Project L developers share first in-depth look at Riot’s upcoming ‘assist-based’ fighting game

More updates are coming, but the game is far from ready.

Image via Riot Games

Riot Games has been fairly secretive about its unnamed fighting game, Project L, which has been in development for several years. Production for the game seems to be heating up, however, with fighting game community (FGC) figureheads, Evo Championship founders, and Project L project leads Tom and Tony Cannon are ready to “reintroduce” the game to fans. 

Originally revealed at Evo 2019, Project L is still “too far out” for an official release date, but the team is ready to share more gameplay and insight into how they are building out the game as a 2D, assist-based fighter. 

Players will control two different champions from the world of Runeterra, using familiar yet unique tag-in and assist mechanics to add more layers to a player’s fighting game fundamentals and quick decision making. The goal of the core combat is to provide a solid foundation for players, adding gameplay mechanics that will let fans dictate how creative they want to be in combat. 

To go along with that approach, Project L will “embrace” a control style that is easy to pick up and learn but has enough depth to provide dedicated players with plenty of layers to peel back and master. 

“One of the delights of fighting games is seeing top players move and fight in a way that is inspiring and distinct from lesser skilled players,” Tom Cannon said. “We want to set that aspirational summit and build a steadily increasing difficulty curve to get you there.” 

Or, as Canon put it with simpler terms: “This isn’t about building a game where new players have a chance to beat the pros. It’s about unlocking the fun at all skill levels.”

Part of what goes into designing a champion for the title is taking their iconic moves and abilities from League of Legends and other media, then working to adapt that at its core to a fighting game. For Project L, this also means designing them in a way that lets players have flexibility in how they can use every character. 

This approach is accomplished by centering a champion’s design on core elements, such as Ekko’s ability to manipulate time to flip a situation to his advantage. 

Using this idea, Ekko can create afterimages when using certain moves, which he can then rewind to at any point over a small window of time. This gives him a powerful way to mix up combos, get out of situations that might normally involve overcommitting, and more. 

He also has his classic Timewinder grenade, which can be thrown at a distance and will slow down opponents’ movements for a few seconds upon making contact.

Overall, this kit demonstrates the developer’s approach to Project L, which is to give each ability a “primary role,” while still giving players plenty of ways to use those moves as a utility in other, non-primary ways. 

To wrap up the talk on Project L’s foundation, the Cannon brothers went into more detail about the game’s netcode and general online areas, where Riot and the team are “investing big.”

When using the last year and change of online competitions in the FGC as an example, Cannon confirmed that Project L’s online infrastructure has been designed from the ground up so that online play would provide a close to perfect emulation of offline play in all aspects. 

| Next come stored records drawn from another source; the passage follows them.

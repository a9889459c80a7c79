//! Headless Asteroids
//!
//! Runs a session against a scripted autopilot instead of a window, logging
//! what happens. Usage: `asteroids [config.toml] [frames]`.

use arcade_engine::audio::SoundCue;
use arcade_engine::foundation::logging;
use arcade_engine::input::{InputManager, KeyCode};
use arcade_engine::render::DrawList;
use arcade_engine::{Engine, EngineConfig, Host};
use asteroids::{GameConfig, Session};

/// Presses keys on a fixed rhythm: start, then turn, thrust and fire
struct Autopilot {
    frame: u64,
    cues: usize,
}

impl Autopilot {
    fn new() -> Self {
        Self { frame: 0, cues: 0 }
    }
}

impl Host for Autopilot {
    fn poll(&mut self, input: &mut InputManager) -> bool {
        self.frame += 1;
        let frame = self.frame;

        input.handle_key_input(KeyCode::Enter, frame % 240 == 1);
        input.handle_key_input(KeyCode::D, frame % 120 < 30);
        input.handle_key_input(KeyCode::W, frame % 180 >= 150);
        input.handle_key_input(KeyCode::Space, frame % 12 == 0);
        true
    }

    fn present(&mut self, frame: &DrawList) {
        if self.frame % 600 == 0 {
            log::debug!("Frame {}: {} draw commands", self.frame, frame.len());
        }
    }

    fn play(&mut self, cue: SoundCue) {
        self.cues += 1;
        log::trace!("Sound {:?}", cue);
    }
}

fn main() -> Result<(), Box<dyn std::error::Error>> {
    logging::init();

    let mut args = std::env::args().skip(1);
    let config_path = args.next().unwrap_or_else(|| "asteroids.toml".to_string());
    let frames = match args.next() {
        Some(frames) => frames.parse::<u64>()?,
        None => 3600,
    };

    let config = GameConfig::load_or_default(&config_path)?;
    let mut session = Session::new(config)?;
    let mut host = Autopilot::new();

    Engine::run(EngineConfig::headless(frames), &mut host, &mut session)?;

    log::info!(
        "Final score {} (wave {}, {} lives, {} sound cues)",
        session.progression().score(),
        session.progression().wave(),
        session.progression().lives(),
        host.cues
    );
    Ok(())
}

Not only are the Cannon brothers experts in this field, having developed the rollback netcode program GGPO in the past, but Project L is also taking key elements from other Riot titles and will use Riot Direct, Riot’s internal network service, to directly connect players and minimize latency. 

Additionally, if your opponent’s internet is dropping frames or experiencing issues, this method will only impact them, while allowing your gameplay to continue running as smoothly as possible under those conditions. This monitoring method will also look to minimize rage quitting since it will have the ability to determine who has left the lobby, name a definitive winner, and hit the leaver with a penalty in sequence. 

“We are taking netplay very seriously for Project L,” Tony Cannon said. “It’s the primary way we playtest the game internally and we are working every day to make sure it is in top shape for the eventual release.” 

To end the presentation, Tom once again reiterated that the game is still in the early phases of R&D, which means fans will likely have to wait for quite a bit longer until the game is actually ready to test in an alpha or beta instance. 

However, the Project L team will not be “going dark” on communication following this update, and will instead strive to keep fans up to date when the devs have big news to share.